This situation does not fully meet present-day requirements. If society is to be effectively protected, account must be taken of trends in crime. The problems are, like many others, becoming international, largely owing to the considerable development of economic resources, improved means of transport and communication and to the ensuing mobility of populations.
Moreover, penal policy has come to lay greater emphasis upon treatment of the offender. It would seem that resocialisation is often considerably facilitated when the sanctions imposed upon the offender are carried out in his State of residence rather than in the State of the offence and judgment. This policy is also rooted in humane considerations, in particular the understanding of the detrimental influences upon a prisoner of difficulties in communication by reason of language barriers, alienation from local culture and habits and the absence of contact with relatives and friends.
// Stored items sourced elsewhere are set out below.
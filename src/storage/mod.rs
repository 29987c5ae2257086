//! Storage module: the persistence gateway consumed by the room engine.
//!
//! Rooms mirror one [`Document`] each. The gateway is deliberately small
//! (create/get/update/delete/list) so the rest of the server can treat
//! durability as an external service. Two backends are provided:
//! - [`SledDocumentStore`] for the embedded on-disk database
//! - [`MemoryDocumentStore`] for ephemeral deployments and tests

mod memory;
mod sled_store;

pub use memory::MemoryDocumentStore;
pub use sled_store::SledDocumentStore;

use async_trait::async_trait;
use chrono::{DateTime, Utc};
use serde::{Deserialize, Serialize};
use thiserror::Error;

/// Errors that can occur during storage operations
#[derive(Error, Debug)]
pub enum StorageError {
    #[error("Sled database error: {0}")]
    Sled(#[from] sled::Error),

    #[error("Serialization error: {0}")]
    Serialization(#[from] bincode::Error),

    #[error("Document not found: {0}")]
    NotFound(String),

    #[error("Document already exists: {0}")]
    AlreadyExists(String),

    #[error("Storage initialization failed: {0}")]
    InitFailed(String),
}

impl StorageError {
    pub fn is_not_found(&self) -> bool {
        matches!(self, StorageError::NotFound(_))
    }
}

/// Result type for storage operations
pub type StorageResult<T> = Result<T, StorageError>;

/// A persisted collaborative document
#[derive(Debug, Clone, PartialEq, Serialize, Deserialize)]
pub struct Document {
    pub id: String,
    pub title: String,
    pub content: String,
    #[serde(default)]
    pub language: String,
    pub created_at: DateTime<Utc>,
    pub updated_at: DateTime<Utc>,
    /// Starts at 1, bumped by every effective update
    pub version: u64,
}

impl Document {
    fn from_new(new: NewDocument) -> Self {
        let now = Utc::now();
        Self {
            id: new.id.unwrap_or_else(|| uuid::Uuid::new_v4().to_string()),
            title: new.title,
            content: new.content,
            language: new.language,
            created_at: now,
            updated_at: now,
            version: 1,
        }
    }

    /// Apply a partial update. Returns false when nothing was provided.
    fn apply_update(&mut self, update: DocumentUpdate) -> bool {
        if update.is_empty() {
            return false;
        }
        if let Some(title) = update.title {
            self.title = title;
        }
        if let Some(content) = update.content {
            self.content = content;
        }
        if let Some(language) = update.language {
            self.language = language;
        }
        self.updated_at = Utc::now();
        self.version += 1;
        true
    }
}

/// Input for [`DocumentGateway::create`]
#[derive(Debug, Clone, Default, Deserialize)]
pub struct NewDocument {
    /// Explicit id; generated when absent
    #[serde(default)]
    pub id: Option<String>,
    #[serde(default)]
    pub title: String,
    #[serde(default)]
    pub content: String,
    #[serde(default)]
    pub language: String,
}

impl NewDocument {
    pub fn new(
        title: impl Into<String>,
        content: impl Into<String>,
        language: impl Into<String>,
    ) -> Self {
        Self {
            id: None,
            title: title.into(),
            content: content.into(),
            language: language.into(),
        }
    }

    pub fn with_id(mut self, id: impl Into<String>) -> Self {
        self.id = Some(id.into());
        self
    }
}

/// Partial update. `None` leaves the field untouched, `Some("")` clears it.
#[derive(Debug, Clone, Default, PartialEq, Serialize, Deserialize)]
pub struct DocumentUpdate {
    #[serde(default, skip_serializing_if = "Option::is_none")]
    pub title: Option<String>,
    #[serde(default, skip_serializing_if = "Option::is_none")]
    pub content: Option<String>,
    #[serde(default, skip_serializing_if = "Option::is_none")]
    pub language: Option<String>,
}

impl DocumentUpdate {
    /// Update that rewrites every field, used when a room flushes its cache
    pub fn full(
        title: impl Into<String>,
        content: impl Into<String>,
        language: impl Into<String>,
    ) -> Self {
        Self {
            title: Some(title.into()),
            content: Some(content.into()),
            language: Some(language.into()),
        }
    }

    pub fn is_empty(&self) -> bool {
        self.title.is_none() && self.content.is_none() && self.language.is_none()
    }
}

/// The external durable document store.
///
/// Every `update` that carries at least one field bumps the stored version and
/// update timestamp. `list` returns the most recently updated documents first.
#[async_trait]
pub trait DocumentGateway: Send + Sync + 'static {
    async fn create(&self, new: NewDocument) -> StorageResult<Document>;

    async fn get(&self, id: &str) -> StorageResult<Document>;

    async fn update(&self, id: &str, update: DocumentUpdate) -> StorageResult<Document>;

    async fn delete(&self, id: &str) -> StorageResult<()>;

    async fn list(&self) -> StorageResult<Vec<Document>>;
}

/// Sort newest-updated first, the order `list` promises
fn sort_recent_first(docs: &mut [Document]) {
    docs.sort_by(|a, b| b.updated_at.cmp(&a.updated_at));
}

/// Configuration for the sled backend
#[derive(Debug, Clone)]
pub struct StorageConfig {
    /// Path to the Sled database directory
    pub path: String,
    /// Cache size in bytes
    pub cache_size: u64,
    /// Flush interval in milliseconds (0 = only on explicit flush)
    pub flush_interval_ms: u64,
}

impl Default for StorageConfig {
    fn default() -> Self {
        Self {
            path: "./data/collab.sled".to_string(),
            cache_size: 64 * 1024 * 1024, // 64MB
            flush_interval_ms: 500,
        }
    }
}

impl StorageConfig {
    pub fn new(path: impl Into<String>) -> Self {
        Self {
            path: path.into(),
            ..Default::default()
        }
    }

    pub fn with_cache_size(mut self, size: u64) -> Self {
        self.cache_size = size;
        self
    }
}

#[cfg(test)]
mod tests {
    use super::*;

    #[test]
    fn test_new_document_defaults() {
        let doc = Document::from_new(NewDocument::new("Notes", "hello", "markdown"));

        assert_eq!(doc.version, 1);
        assert_eq!(doc.created_at, doc.updated_at);
        assert!(uuid::Uuid::parse_str(&doc.id).is_ok());
    }

    #[test]
    fn test_explicit_id_is_kept() {
        let doc = Document::from_new(NewDocument::default().with_id("room-1"));
        assert_eq!(doc.id, "room-1");
    }

    #[test]
    fn test_empty_update_is_noop() {
        let mut doc = Document::from_new(NewDocument::new("t", "c", "rust"));
        assert!(!doc.apply_update(DocumentUpdate::default()));
        assert_eq!(doc.version, 1);
    }

    #[test]
    fn test_partial_update_bumps_version() {
        let mut doc = Document::from_new(NewDocument::new("t", "c", "rust"));
        let update = DocumentUpdate {
            title: Some("renamed".to_string()),
            ..Default::default()
        };

        assert!(doc.apply_update(update));
        assert_eq!(doc.title, "renamed");
        assert_eq!(doc.content, "c");
        assert_eq!(doc.version, 2);
    }

    #[test]
    fn test_storage_config_default() {
        let config = StorageConfig::default().with_cache_size(1024);
        assert_eq!(config.cache_size, 1024);
        assert_eq!(config.flush_interval_ms, 500);
    }
}
//! Room module: per-room actors and the registry that owns them.
//!
//! This module handles:
//! - The room actor loop that serializes membership, broadcast and edits
//! - The registry that lazily starts one actor per room key
//! - Best-effort persistence of room documents
//!
//! A room is only ever touched through its [`RoomHandle`]. The handle wraps the
//! actor's four bounded control queues; the actor owns the member table and the
//! document cache outright.

mod actor;
mod manager;
mod persistence;

pub use manager::RoomRegistry;
pub use persistence::PersistenceFailure;

pub(crate) use actor::spawn_room;

use bytes::Bytes;
use tokio::sync::{mpsc, oneshot};
use tracing::debug;

use crate::sync::document::Operation;
use crate::sync::protocol::{InitFrame, PresenceFrame, UserInfo};
use crate::sync::{ConnectionId, RoomKey, SyncError, SyncResult};

/// One live client session as handed to a room
#[derive(Debug)]
pub struct Connection {
    id: ConnectionId,
    username: String,
    outbound: mpsc::Sender<Bytes>,
}

impl Connection {
    /// Create a connection with a fresh server-generated id
    pub fn new(username: impl Into<String>, outbound: mpsc::Sender<Bytes>) -> Self {
        Self {
            id: uuid::Uuid::new_v4().to_string(),
            username: username.into(),
            outbound,
        }
    }

    pub fn id(&self) -> &str {
        &self.id
    }
}

/// Join request; `joined` fires once the actor has processed it
pub(crate) struct Register {
    connection: Connection,
    joined: oneshot::Sender<()>,
}

/// Work items the actor applies on behalf of a connection
#[derive(Debug)]
pub enum RoomRequest {
    /// Bind a display identity to a connection
    Identify {
        origin: ConnectionId,
        init: InitFrame,
    },
    /// Content edit, already stamped with origin and timestamp
    Edit(Operation),
    UpdateMetadata {
        origin: ConnectionId,
        title: String,
        language: String,
    },
    SubmitSnapshot {
        origin: ConnectionId,
        content: String,
        seq: Option<u64>,
    },
    Presence {
        origin: ConnectionId,
        presence: PresenceFrame,
    },
    /// Current member list
    Members(oneshot::Sender<Vec<UserInfo>>),
}

/// Cloneable handle to a running room actor
#[derive(Clone)]
pub struct RoomHandle {
    key: RoomKey,
    register_tx: mpsc::Sender<Register>,
    unregister_tx: mpsc::Sender<ConnectionId>,
    broadcast_tx: mpsc::Sender<Bytes>,
    request_tx: mpsc::Sender<RoomRequest>,
}

impl RoomHandle {
    pub fn key(&self) -> &str {
        &self.key
    }

    /// Add a connection and wait until the actor has registered it.
    ///
    /// The joiner's snapshot is already queued on its outbound queue when this
    /// returns.
    pub async fn register(&self, connection: Connection) -> SyncResult<()> {
        let (joined, done) = oneshot::channel();
        self.register_tx
            .send(Register { connection, joined })
            .await
            .map_err(|_| self.closed())?;
        done.await.map_err(|_| self.closed())
    }

    /// Ask the actor to drop a connection without ever waiting.
    ///
    /// Returns false when the signal could not be queued. Safe to call more
    /// than once for the same connection.
    pub fn unregister(&self, id: &str) -> bool {
        match self.unregister_tx.try_send(id.to_string()) {
            Ok(()) => true,
            Err(e) => {
                debug!(room = %self.key, conn = %id, "Unregister signal not queued: {}", e);
                false
            }
        }
    }

    /// Fan a pre-encoded frame out to every member
    pub async fn broadcast(&self, frame: Bytes) -> SyncResult<()> {
        self.broadcast_tx
            .send(frame)
            .await
            .map_err(|_| self.closed())
    }

    /// Queue a request for the actor
    pub async fn request(&self, request: RoomRequest) -> SyncResult<()> {
        self.request_tx
            .send(request)
            .await
            .map_err(|_| self.closed())
    }

    /// Snapshot of the member list, in join order
    pub async fn members(&self) -> SyncResult<Vec<UserInfo>> {
        let (reply, rx) = oneshot::channel();
        self.request(RoomRequest::Members(reply)).await?;
        rx.await.map_err(|_| self.closed())
    }

    fn closed(&self) -> SyncError {
        SyncError::RoomClosed(self.key.clone())
    }
}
For these reasons determined efforts have been made to regulate the question of extending the validity of foreign judgments. In recent years regional arrangements between sovereign States have broken down barriers created by long and established traditions and by legal concepts now considered inadequate. Thus, the five Nordic countries have enacted parallel legislation providing for the enforcement in one country of criminal judgments emanating from any of the other four countries, and the three Benelux countries have drawn up a draft treaty with the same aim. Both of these arrangements have been a source of inspiration to the members of the committee when drafting the present Convention.
International collaboration in criminal matters can take several forms :
(i) extradition, the traditional example of international co-operation by which a person is transferred from one State
to another in order to stand trial or for enforcement of sanctions in the latter ;
(ii) mutual legal assistance, by which is understood the communication of relevant information and evidence from one State to another ;
(iii) enforcement in one State of a criminal judgment rendered in another ;
(iv) transfer of proceedings and delimitation of competences by which it is attempted to organise proceedings actually begun or planned in a more efficient way so that the State which is best placed prosecutes and enforces the sanction to be imposed.
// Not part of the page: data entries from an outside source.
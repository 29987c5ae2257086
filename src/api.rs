//! HTTP surface: WebSocket upgrade, REST document endpoints and health.

use axum::{
    extract::{Path, Query, State, WebSocketUpgrade},
    http::{Method, StatusCode},
    response::{IntoResponse, Response},
    routing::get,
    Json, Router,
};
use serde::{Deserialize, Serialize};
use std::sync::atomic::{AtomicU64, Ordering};
use std::sync::Arc;
use std::time::Instant;
use tokio::sync::broadcast;
use tower_http::cors::{Any, CorsLayer};
use tower_http::trace::TraceLayer;
use tracing::{error, info, warn};

use crate::config::ServerConfig;
use crate::room::RoomRegistry;
use crate::storage::{Document, NewDocument, StorageError};
use crate::sync::protocol::UserInfo;
use crate::sync::pump::serve_connection;
use crate::sync::SyncError;

// ============================================================================
// APPLICATION STATE
// ============================================================================

/// Shared application state
pub struct AppState {
    registry: Arc<RoomRegistry>,
    config: ServerConfig,
    started_at: Instant,
    /// Storage errors swallowed by the rooms since startup
    persistence_failures: Arc<AtomicU64>,
}

impl AppState {
    /// Must be called inside a tokio runtime: it starts the task counting
    /// persistence failures.
    pub fn new(registry: Arc<RoomRegistry>, config: ServerConfig) -> Self {
        let persistence_failures = Arc::new(AtomicU64::new(0));

        let mut failures = registry.subscribe_failures();
        let counter = persistence_failures.clone();
        tokio::spawn(async move {
            loop {
                match failures.recv().await {
                    Ok(_) => {
                        counter.fetch_add(1, Ordering::Relaxed);
                    }
                    Err(broadcast::error::RecvError::Lagged(missed)) => {
                        counter.fetch_add(missed, Ordering::Relaxed);
                    }
                    Err(broadcast::error::RecvError::Closed) => break,
                }
            }
        });

        Self {
            registry,
            config,
            started_at: Instant::now(),
            persistence_failures,
        }
    }
}

// ============================================================================
// API TYPES
// ============================================================================

#[derive(Debug, Serialize)]
struct HealthResponse {
    status: String,
    version: String,
    uptime_seconds: u64,
    active_rooms: usize,
    persistence_failures: u64,
}

#[derive(Debug, Serialize)]
struct RoomUsersResponse {
    room_id: String,
    users: Vec<UserInfo>,
}

#[derive(Debug, Deserialize)]
struct JoinParams {
    username: Option<String>,
}

/// Error body for every failed REST call
#[derive(Debug, Serialize)]
struct ErrorResponse {
    error: String,
}

struct ApiError(StatusCode, String);

impl IntoResponse for ApiError {
    fn into_response(self) -> Response {
        (self.0, Json(ErrorResponse { error: self.1 })).into_response()
    }
}

impl From<StorageError> for ApiError {
    fn from(e: StorageError) -> Self {
        match e {
            StorageError::NotFound(_) => ApiError(StatusCode::NOT_FOUND, e.to_string()),
            StorageError::AlreadyExists(_) => ApiError(StatusCode::CONFLICT, e.to_string()),
            _ => {
                error!("Storage failure: {}", e);
                ApiError(StatusCode::INTERNAL_SERVER_ERROR, e.to_string())
            }
        }
    }
}

impl From<SyncError> for ApiError {
    fn from(e: SyncError) -> Self {
        if e.is_not_found() {
            ApiError(StatusCode::NOT_FOUND, e.to_string())
        } else {
            warn!("Room unavailable: {}", e);
            ApiError(StatusCode::SERVICE_UNAVAILABLE, e.to_string())
        }
    }
}

type ApiResult<T> = Result<T, ApiError>;

// ============================================================================
// HTTP HANDLERS
// ============================================================================

/// Health check endpoint
async fn health_check(State(state): State<Arc<AppState>>) -> impl IntoResponse {
    Json(HealthResponse {
        status: "healthy".to_string(),
        version: env!("CARGO_PKG_VERSION").to_string(),
        uptime_seconds: state.started_at.elapsed().as_secs(),
        active_rooms: state.registry.room_count().await,
        persistence_failures: state.persistence_failures.load(Ordering::Relaxed),
    })
}

async fn create_document(
    State(state): State<Arc<AppState>>,
    Json(payload): Json<NewDocument>,
) -> ApiResult<Json<Document>> {
    let doc = state.registry.store().create(payload).await?;
    info!(document = %doc.id, "Created document");
    Ok(Json(doc))
}

async fn list_documents(State(state): State<Arc<AppState>>) -> ApiResult<Json<Vec<Document>>> {
    Ok(Json(state.registry.store().list().await?))
}

async fn get_document(
    State(state): State<Arc<AppState>>,
    Path(id): Path<String>,
) -> ApiResult<Json<Document>> {
    Ok(Json(state.registry.store().get(&id).await?))
}

async fn delete_document(
    State(state): State<Arc<AppState>>,
    Path(id): Path<String>,
) -> ApiResult<StatusCode> {
    state.registry.store().delete(&id).await?;
    info!(document = %id, "Deleted document");
    Ok(StatusCode::NO_CONTENT)
}

async fn room_users(
    State(state): State<Arc<AppState>>,
    Path(room_id): Path<String>,
) -> ApiResult<Json<RoomUsersResponse>> {
    let room = state.registry.get_or_create(&room_id).await?;
    let users = room.members().await?;
    Ok(Json(RoomUsersResponse { room_id, users }))
}

// ============================================================================
// WEBSOCKET HANDLER
// ============================================================================

/// WebSocket upgrade handler. The room is resolved before upgrading, so a
/// missing or unreachable document rejects the request outright.
async fn ws_handler(
    ws: WebSocketUpgrade,
    Path(room_id): Path<String>,
    Query(params): Query<JoinParams>,
    State(state): State<Arc<AppState>>,
) -> ApiResult<Response> {
    let username = params
        .username
        .filter(|name| !name.trim().is_empty())
        .unwrap_or_else(|| "Anonymous".to_string());
    info!(room = %room_id, username = %username, "WebSocket upgrade request");

    let room = state.registry.get_or_create(&room_id).await?;
    let pump = state.config.pump.clone();

    Ok(ws
        .max_message_size(pump.max_frame_bytes)
        .on_upgrade(move |socket| serve_connection(socket, room, username, pump)))
}

// ============================================================================
// ROUTER
// ============================================================================

pub fn build_router(state: Arc<AppState>) -> Router {
    let cors = CorsLayer::new()
        .allow_origin(Any)
        .allow_methods([
            Method::GET,
            Method::POST,
            Method::PUT,
            Method::DELETE,
            Method::OPTIONS,
        ])
        .allow_headers(Any);

    Router::new()
        .route("/health", get(health_check))
        .route("/api/documents", get(list_documents).post(create_document))
        .route(
            "/api/documents/:id",
            get(get_document).delete(delete_document),
        )
        .route("/api/rooms/:room_id/users", get(room_users))
        .route("/ws/:room_id", get(ws_handler))
        .layer(cors)
        .layer(TraceLayer::new_for_http())
        .with_state(state)
}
In 1957 and in 1959 the Council of Europe regulated the first two methods of legal co-operation by opening for signature the European Convention on Extradition and the European Convention on Mutual Assistance in Criminal Matters respectively. The present Convention is a further step towards the ultimate goal of ensuring full international co-operation in criminal matters between member States of the Council of Europe. It extends the principles of the European Convention for the Punishment of Road Traffic Offences and of the European Convention on the Supervision of Conditionally Sentenced or Conditionally Released Offenders (principles which, inter alia, enable the State of residence under certain conditions to enforce judgments pronounced in the State of the offence and to take the measures necessary for the social rehabilitation of persons convicted in another State) so as to make them more widely applicable.
It should be added that a sub-committee of the European Committee on Crime Problems has recently (3) adopted a draft Convention concerning the fourth method of legal co-operation, namely the transfer of proceedings and plurality of proceedings in criminal matters.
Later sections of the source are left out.